6. Horrible Bosses:I wasn't sure what to expect when I saw "Horrible Bosses," except that Jennifer Aniston would be playing a character that would be a departure her usual girl next-door role. The movie is one of the funniest comedies to be made in a long time and was smartly written (despite being outrageous). The cast, especially Charlie Day, Jason Bateman, Aniston and Kevin Spacey, is hilarious and commit to their roles.

5. Moneyball:"Moneyball" the film and "Moneyball" the book have two different focuses — the film focuses on the Oakland A's general manager Billy Beane (Brad Pitt), whereas the book focuses on the system Beane created. The film was a pleasant surprise (especially since I considered the book unfilmable after reading it and have an irrational dislike for Pitt). Pitt and Jonah Hill both give great performances and bring life to the material. It's also cool to recognize lines lifted directly from the pages of the book.

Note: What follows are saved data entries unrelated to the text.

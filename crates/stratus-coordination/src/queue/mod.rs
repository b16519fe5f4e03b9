//! At-least-once message queue
//!
//! Popped messages are hidden for a visibility window instead of removed.
//! A consumer deletes a message once it is done with it; otherwise the
//! message reappears for another consumer when the window lapses.

mod guard;
mod message;
mod remote;
mod renewer;

pub use guard::{MessageGuard, OnError};
pub use message::{PopOptions, QueueMessage, WaitTime};
pub use remote::RemoteQueue;
use bytes::Bytes;

use super::remote::RemoteDictionary;

/// How a dictionary tracks its keys
#[derive(Debug, Clone, Copy, Default, PartialEq, Eq)]
pub enum DictionaryKind {
    /// Keys live in a shared index object; enumeration is one index read
    #[default]
    Indexed,
    /// Keys map directly to store paths; enumeration is a prefix listing
    NonIndexed,
}

impl std::fmt::Display for DictionaryKind {
    fn fmt(&self, f: &mut std::fmt::Formatter<'_>) -> std::fmt::Result {
        match self {
            DictionaryKind::Indexed => write!(f, "indexed"),
            DictionaryKind::NonIndexed => write!(f, "non-indexed"),
        }
    }
}

/// What a key resolves to
#[derive(Debug, Clone)]
pub enum DictionaryNode {
    Entry(Bytes),
    SubDictionary(RemoteDictionary),
}

impl DictionaryNode {
    pub fn is_entry(&self) -> bool {
        matches!(self, DictionaryNode::Entry(_))
    }

    pub fn as_entry(&self) -> Option<&Bytes> {
        match self {
            DictionaryNode::Entry(value) => Some(value),
            DictionaryNode::SubDictionary(_) => None,
        }
    }

    pub fn into_subdictionary(self) -> Option<RemoteDictionary> {
        match self {
            DictionaryNode::SubDictionary(dictionary) => Some(dictionary),
            DictionaryNode::Entry(_) => None,
        }
    }
}
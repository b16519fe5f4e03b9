//! Distributed lock over store leases
//!
//! This module provides:
//! - Lock handles scoped to an instance, the application, or a custom context
//! - Acquire with backoff, renew and idempotent release
//! - Background renewal of leases longer than the store's maximum

mod manager;
mod model;
mod renewal;

pub use manager::*;
pub use model::*;
//! Shared building blocks for Stratus crates: the error taxonomy,
//! configuration, backoff helpers, and logging bootstrap.

pub mod backoff;
pub mod config;
pub mod error;
pub mod logging;

pub use backoff::{
    Backoff, FOREVER, Transient, deadline_after, retry_transient, saturating_add, sleep_or_cancel,
};
pub use config::{
    BackoffConfig, DictionaryConfig, IndexConfig, LockConfig, QueueConfig, StorageConfig,
    StratusConfig,
};
pub use error::{Result, StratusError};
pub use tokio_util::sync::CancellationToken;

/// Default path separator of the remote store
pub const DEFAULT_SEPARATOR: &str = "/";

/// Suffix of the object holding a dictionary's index
pub const INDEX_OBJECT_SUFFIX: &str = "__index__";

/// Prefix segment under which indexed dictionaries store value blobs
pub const DATA_PREFIX: &str = "__data__";

/// Metric names published by Stratus components
pub mod metric_names {
    pub const LOCK_ACQUIRED: &str = "stratus_lock_acquired_total";
    pub const LOCK_CONTENTION: &str = "stratus_lock_contention_total";
    pub const LOCK_TIMEOUT: &str = "stratus_lock_timeout_total";
    pub const QUEUE_POPPED: &str = "stratus_queue_popped_total";
    pub const QUEUE_DELETED: &str = "stratus_queue_deleted_total";
    pub const INDEX_CONFLICTS: &str = "stratus_index_conflicts_total";
    pub const INDEX_COMMITS: &str = "stratus_index_commits_total";
    pub const STORE_RETRIES: &str = "stratus_store_retries_total";
    pub const STORE_ACTIVE_LEASES: &str = "stratus_store_active_leases";
}
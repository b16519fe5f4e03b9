//! Storage seam for Stratus
//!
//! [`StoreAdapter`] is the only way coordination primitives talk to the
//! remote store. [`MemoryStore`] is the in-process reference adapter.

pub mod adapter;
pub mod error;
pub mod memory;
pub mod model;

pub use adapter::StoreAdapter;
pub use error::{StoreError, StoreResult};
pub use memory::{MemoryStore, MemoryStoreOptions};
pub use model::{
    LeaseInfo, LeaseToken, PutCondition, ReceiptHandle, ReceivedMessage, StoredObject,
    VersionToken,
};
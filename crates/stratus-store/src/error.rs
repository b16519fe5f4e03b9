//! Store-level error types

use stratus_common::{StratusError, Transient};

/// Failures reported by a [`StoreAdapter`](crate::StoreAdapter)
#[derive(thiserror::Error, Debug, Clone, PartialEq, Eq)]
pub enum StoreError {
    #[error("object '{0}' not found")]
    NotFound(String),

    #[error("precondition failed for '{0}'")]
    ConditionFailed(String),

    #[error("'{0}' already has a live lease")]
    Conflict(String),

    #[error("lease on '{0}' is not held by the caller")]
    NotHolder(String),

    #[error("receipt for message '{0}' is no longer valid")]
    LeaseExpired(String),

    #[error("queue '{0}' not found")]
    QueueNotFound(String),

    #[error("store unavailable: {0}")]
    Unavailable(String),
}

impl Transient for StoreError {
    fn is_transient(&self) -> bool {
        matches!(self, StoreError::Unavailable(_))
    }
}

/// Contention outcomes (`NotFound`, `ConditionFailed`, `Conflict`) are
/// normally handled by the caller before reaching this conversion; when they
/// leak through they become `Internal` so they are never retried blindly.
impl From<StoreError> for StratusError {
    fn from(value: StoreError) -> Self {
        match value {
            StoreError::NotFound(path) => StratusError::KeyNotFound(path),
            StoreError::NotHolder(path) => StratusError::NotHolder { resource: path },
            StoreError::LeaseExpired(id) => StratusError::LeaseExpired { message_id: id },
            StoreError::QueueNotFound(name) => {
                StratusError::MessageNotFound(format!("queue '{}' does not exist", name))
            }
            StoreError::Unavailable(reason) => StratusError::StorageUnavailable(reason),
            other @ (StoreError::ConditionFailed(_) | StoreError::Conflict(_)) => {
                StratusError::Internal(other.to_string())
            }
        }
    }
}

pub type StoreResult<T> = std::result::Result<T, StoreError>;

4. War Horse:"War Horse" is one of the few "serious" movies on this list. Set in World War I, "War Horse" follows the war through the eyes of Joey (the titular horse) and his boy Albert (Jeremy Irvine). Directed by Steven Spielberg, the movie boasts beautiful cinematography and horses who act just as well as their human counterparts (no, that's not a knock against the actors in the movie). It's one of those profound movies that make you think of how there is no glory in war or the ties of brotherhood. "War Horse" is one of those movies that can mean different things to different people — which is what makes it great. Prediction: It will probably be a front-runner for Best Picture at the Oscars.

3. Harry Potter and the Deathly Hallows: Part Two:This is first, and sadly, the last time a "Harry Potter" film will make it onto my favorite movies of the year list. As a megafan of the books, I have always found something missing from the adaptations' portrayals of the characters. However, in the final "Deathly Hallows" film, each character has been captured and honored properly by the film makers. The final movie gave the fans of the series a satisfying conclusion — one we have been waiting a decade for. That is an achievement worthy of every honor it receives.

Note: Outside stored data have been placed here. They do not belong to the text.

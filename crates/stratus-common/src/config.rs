//! Configuration for Stratus components
//!
//! One `StratusConfig` is built at startup and handed to every component.
//! Values come from defaults, an optional config file, and `STRATUS__*`
//! environment variables, in increasing order of precedence.

use std::path::Path;
use std::time::Duration;

use serde::{Deserialize, Serialize};

use crate::error::{Result, StratusError};

/// Environment variable prefix (`STRATUS__LOCK__ACQUIRE_TIMEOUT_MS=5000`)
pub const ENV_PREFIX: &str = "STRATUS";

/// Separator between nested keys in environment variables
pub const ENV_SEPARATOR: &str = "__";

/// Exponential backoff settings
#[derive(Clone, Debug, PartialEq, Eq, Serialize, Deserialize)]
#[serde(default)]
pub struct BackoffConfig {
    /// First delay in milliseconds
    pub base_ms: u64,
    /// Upper bound of the exponential part in milliseconds
    pub max_ms: u64,
    /// Random jitter added to every delay, in milliseconds
    pub jitter_ms: u64,
}

impl Default for BackoffConfig {
    fn default() -> Self {
        Self {
            base_ms: 50,
            max_ms: 2000,
            jitter_ms: 50,
        }
    }
}

impl BackoffConfig {
    pub fn new(base_ms: u64, max_ms: u64, jitter_ms: u64) -> Self {
        Self {
            base_ms,
            max_ms,
            jitter_ms,
        }
    }

    pub fn base(&self) -> Duration {
        Duration::from_millis(self.base_ms)
    }

    pub fn max(&self) -> Duration {
        Duration::from_millis(self.max_ms)
    }

    fn validate(&self, section: &str) -> Result<()> {
        if self.max_ms < self.base_ms {
            return Err(StratusError::Config(format!(
                "{}.backoff.max_ms ({}) is lower than base_ms ({})",
                section, self.max_ms, self.base_ms
            )));
        }
        Ok(())
    }
}

/// Distributed lock settings
#[derive(Clone, Debug, PartialEq, Eq, Serialize, Deserialize)]
#[serde(default)]
pub struct LockConfig {
    /// Default lease duration for a new lock
    pub lease_duration_ms: u64,
    /// Default time `acquire` waits for a contended lock
    pub acquire_timeout_ms: u64,
    /// Backoff between contended acquisition attempts
    pub backoff: BackoffConfig,
    /// Interval of the background renewal for long leases
    pub renew_interval_ms: u64,
    /// Longest lease the store grants in one call
    pub max_store_lease_ms: u64,
}

impl Default for LockConfig {
    fn default() -> Self {
        Self {
            lease_duration_ms: 60_000,
            acquire_timeout_ms: 30_000,
            backoff: BackoffConfig::default(),
            renew_interval_ms: 20_000,
            max_store_lease_ms: 60_000,
        }
    }
}

impl LockConfig {
    pub fn lease_duration(&self) -> Duration {
        Duration::from_millis(self.lease_duration_ms)
    }

    pub fn acquire_timeout(&self) -> Duration {
        Duration::from_millis(self.acquire_timeout_ms)
    }

    pub fn renew_interval(&self) -> Duration {
        Duration::from_millis(self.renew_interval_ms)
    }

    pub fn max_store_lease(&self) -> Duration {
        Duration::from_millis(self.max_store_lease_ms)
    }
}

/// Remote queue settings
#[derive(Clone, Debug, PartialEq, Eq, Serialize, Deserialize)]
#[serde(default)]
pub struct QueueConfig {
    /// Default visibility window of a popped message
    pub visibility_timeout_secs: u64,
    /// First delay between empty polls while waiting
    pub poll_interval_ms: u64,
    /// Longest delay between empty polls
    pub max_poll_interval_ms: u64,
    /// How often auto-renewed messages get their visibility extended
    pub autorenew_interval_secs: u64,
}

impl Default for QueueConfig {
    fn default() -> Self {
        Self {
            visibility_timeout_secs: 30,
            poll_interval_ms: 100,
            max_poll_interval_ms: 1000,
            autorenew_interval_secs: 15,
        }
    }
}

impl QueueConfig {
    pub fn visibility_timeout(&self) -> Duration {
        Duration::from_secs(self.visibility_timeout_secs)
    }

    pub fn autorenew_interval(&self) -> Duration {
        Duration::from_secs(self.autorenew_interval_secs)
    }

    /// Backoff used between empty polls
    pub fn poll_backoff(&self) -> BackoffConfig {
        BackoffConfig::new(
            self.poll_interval_ms,
            self.max_poll_interval_ms,
            self.poll_interval_ms / 2,
        )
    }
}

/// Index manager settings
#[derive(Clone, Debug, PartialEq, Eq, Serialize, Deserialize)]
#[serde(default)]
pub struct IndexConfig {
    /// Commit attempts before giving up with `IndexConflict`
    pub retry_budget: u32,
    /// How long a fetched index may serve reads (0 disables caching)
    pub cache_ttl_ms: u64,
    /// Serialize index commits behind a distributed lock
    pub lock_writes: bool,
    /// Lease duration of the index lock
    pub lock_lease_ms: u64,
    /// Backoff between conflicting commit attempts
    pub backoff: BackoffConfig,
}

impl Default for IndexConfig {
    fn default() -> Self {
        Self {
            retry_budget: 8,
            cache_ttl_ms: 0,
            lock_writes: true,
            lock_lease_ms: 60_000,
            backoff: BackoffConfig::new(10, 500, 20),
        }
    }
}

impl IndexConfig {
    pub fn cache_ttl(&self) -> Option<Duration> {
        (self.cache_ttl_ms > 0).then(|| Duration::from_millis(self.cache_ttl_ms))
    }

    pub fn lock_lease(&self) -> Duration {
        Duration::from_millis(self.lock_lease_ms)
    }
}

/// Transient storage failure handling
#[derive(Clone, Debug, PartialEq, Eq, Serialize, Deserialize)]
#[serde(default)]
pub struct StorageConfig {
    /// Total attempts per store call, including the first one
    pub max_attempts: u32,
    pub backoff: BackoffConfig,
}

impl Default for StorageConfig {
    fn default() -> Self {
        Self {
            max_attempts: 3,
            backoff: BackoffConfig::new(20, 500, 20),
        }
    }
}

/// Remote dictionary settings
#[derive(Clone, Debug, PartialEq, Eq, Serialize, Deserialize)]
#[serde(default)]
pub struct DictionaryConfig {
    /// Path separator of the store; a key ending with it names a sub-dictionary
    pub separator: String,
    /// Longest store path an entry may map to
    pub max_key_path_len: usize,
}

impl Default for DictionaryConfig {
    fn default() -> Self {
        Self {
            separator: crate::DEFAULT_SEPARATOR.to_string(),
            max_key_path_len: 1024,
        }
    }
}

/// Top-level configuration passed to every component
#[derive(Clone, Debug, Default, PartialEq, Eq, Serialize, Deserialize)]
#[serde(default)]
pub struct StratusConfig {
    pub lock: LockConfig,
    pub queue: QueueConfig,
    pub index: IndexConfig,
    pub storage: StorageConfig,
    pub dictionary: DictionaryConfig,
}

impl StratusConfig {
    /// Load configuration from an optional file layered under `STRATUS__*` env vars.
    pub fn load(path: Option<&Path>) -> Result<Self> {
        let mut builder = config::Config::builder();

        if let Some(path) = path {
            builder = builder.add_source(config::File::from(path).required(true));
        }

        let settings = builder
            .add_source(
                config::Environment::with_prefix(ENV_PREFIX)
                    .prefix_separator(ENV_SEPARATOR)
                    .separator(ENV_SEPARATOR)
                    .try_parsing(true),
            )
            .build()?;

        let config: StratusConfig = settings.try_deserialize()?;
        config.validate()?;
        Ok(config)
    }

    /// Reject settings that would make a component loop forever or never succeed.
    pub fn validate(&self) -> Result<()> {
        if self.lock.lease_duration_ms == 0 {
            return Err(StratusError::Config(
                "lock.lease_duration_ms must be positive".to_string(),
            ));
        }
        if self.lock.max_store_lease_ms == 0 {
            return Err(StratusError::Config(
                "lock.max_store_lease_ms must be positive".to_string(),
            ));
        }
        if self.lock.renew_interval_ms == 0
            || self.lock.renew_interval_ms >= self.lock.max_store_lease_ms
        {
            return Err(StratusError::Config(format!(
                "lock.renew_interval_ms must be in 1..{}",
                self.lock.max_store_lease_ms
            )));
        }
        self.lock.backoff.validate("lock")?;

        if self.queue.visibility_timeout_secs == 0 {
            return Err(StratusError::Config(
                "queue.visibility_timeout_secs must be positive".to_string(),
            ));
        }
        if self.queue.poll_interval_ms == 0
            || self.queue.max_poll_interval_ms < self.queue.poll_interval_ms
        {
            return Err(StratusError::Config(
                "queue.poll_interval_ms must be positive and not above max_poll_interval_ms"
                    .to_string(),
            ));
        }

        if self.index.retry_budget == 0 {
            return Err(StratusError::Config(
                "index.retry_budget must be positive".to_string(),
            ));
        }
        self.index.backoff.validate("index")?;

        if self.storage.max_attempts == 0 {
            return Err(StratusError::Config(
                "storage.max_attempts must be positive".to_string(),
            ));
        }
        self.storage.backoff.validate("storage")?;

        if self.dictionary.separator.is_empty() {
            return Err(StratusError::Config(
                "dictionary.separator must not be empty".to_string(),
            ));
        }

        Ok(())
    }
}

#[cfg(test)]
mod tests {
    use std::io::Write;

    use super::*;

    #[test]
    fn test_defaults_are_valid() {
        let config = StratusConfig::default();
        assert!(config.validate().is_ok());
        assert_eq!(config.lock.lease_duration(), Duration::from_secs(60));
        assert_eq!(config.queue.visibility_timeout(), Duration::from_secs(30));
        assert_eq!(config.index.cache_ttl(), None);
        assert_eq!(config.dictionary.separator, "/");
    }

    #[test]
    fn test_validate_rejects_bad_values() {
        let mut config = StratusConfig::default();
        config.index.retry_budget = 0;
        assert!(matches!(config.validate(), Err(StratusError::Config(_))));

        let mut config = StratusConfig::default();
        config.lock.backoff = BackoffConfig::new(500, 100, 0);
        assert!(matches!(config.validate(), Err(StratusError::Config(_))));

        let mut config = StratusConfig::default();
        config.lock.renew_interval_ms = config.lock.max_store_lease_ms;
        assert!(config.validate().is_err());

        let mut config = StratusConfig::default();
        config.dictionary.separator.clear();
        assert!(config.validate().is_err());
    }

    #[test]
    fn test_load_from_file_keeps_unset_defaults() {
        let mut file = tempfile::Builder::new()
            .suffix(".toml")
            .tempfile()
            .unwrap();
        writeln!(
            file,
            "[lock]\nacquire_timeout_ms = 1500\n\n[index]\nretry_budget = 3\ncache_ttl_ms = 250"
        )
        .unwrap();

        let config = StratusConfig::load(Some(file.path())).unwrap();
        assert_eq!(config.lock.acquire_timeout(), Duration::from_millis(1500));
        assert_eq!(config.lock.lease_duration_ms, 60_000);
        assert_eq!(config.index.retry_budget, 3);
        assert_eq!(config.index.cache_ttl(), Some(Duration::from_millis(250)));
        assert_eq!(config.queue, QueueConfig::default());
    }

    #[test]
    fn test_load_rejects_invalid_file_values() {
        let mut file = tempfile::Builder::new()
            .suffix(".toml")
            .tempfile()
            .unwrap();
        writeln!(file, "[storage]\nmax_attempts = 0").unwrap();

        let result = StratusConfig::load(Some(file.path()));
        assert!(matches!(result, Err(StratusError::Config(_))));
    }

    #[test]
    fn test_poll_backoff_derives_from_intervals() {
        let queue = QueueConfig {
            poll_interval_ms: 200,
            max_poll_interval_ms: 800,
            ..Default::default()
        };
        assert_eq!(queue.poll_backoff(), BackoffConfig::new(200, 800, 100));
    }
}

2. Super 8:No, this film will not win any major acting, directing, writing, or overall awards. And it's not because it doesn't deserve it — it's because it's a science fiction film. Director J.J. Abrams's nostalgic and semi-autobiographical (emphasis the word semi, there) movie stars Coach Eric Taylor (Kyle Chandler) so it had to be good. On one level, it's a solid popcorn flick. On another, it's an allegory about growing up and letting go. And on another, it's a tribute to Steven Spielberg. The chemistry between the children actors makes wonderful — as opposed to just good — and it has the ability to bring tears and excite. What more could you want?

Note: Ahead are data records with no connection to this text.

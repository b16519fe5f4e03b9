//! Remote key-value dictionaries
//!
//! Two flavours share one API. An indexed dictionary keeps every key in a
//! single index object guarded by [`IndexManager`](crate::index::IndexManager),
//! which makes enumeration cheap and consistent. A non-indexed dictionary
//! maps each key straight to a store path, so writers never contend and
//! enumeration is an eventually consistent prefix listing.

mod key_codec;
mod node;
mod remote;

pub use key_codec::KeyCodec;
pub use node::{DictionaryKind, DictionaryNode};
pub use remote::RemoteDictionary;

1. The Muppets:I love The Muppets. I visited Kermit's birthplace as kid. I know extremely random facts about each character. My one regret about my trip from New York City was not making a muppet at F.A.O. Schrawz (Yeah, it's a real thing). I've made it my duty to convert my friends to the greatness that is The Muppets (ask my roommate, my sister or my best friend). I even watched Fox News that one time Kermit and Fozzie made an appearance. The point is, I love these characters. And I was extremely nervous when they announced at new Muppets movie — but I shouldn't have worried. For one thing, this is the highest reviewed movie of the year (See Rotten Tomatoes score).
It has a genuine earnestness that will convert new fans (ask my best friend and sister) and allow old fans to appreciate the newest theatrical installment. I laughed, I cried and laughed so hard I cried. "The Muppets" is one of the best Muppets movies made, and — in some ways — is just as poignant as "War Horse" or "Super 8." Of course, I said in some ways. It's the most hilarious movie of the year and has the same brand of Muppet silliness as the previous films and "The Muppet Show" did.
If you still can, you should see "The Muppets." If not, you should just go ahead and purchase it when it is available in the spring. It's the kind of movie that remains in your movie after the more serious indie films fade into the background and you can share with other people. It's the kind of movie that will have a legacy in 20 years, and that's the best kind of movie of them all.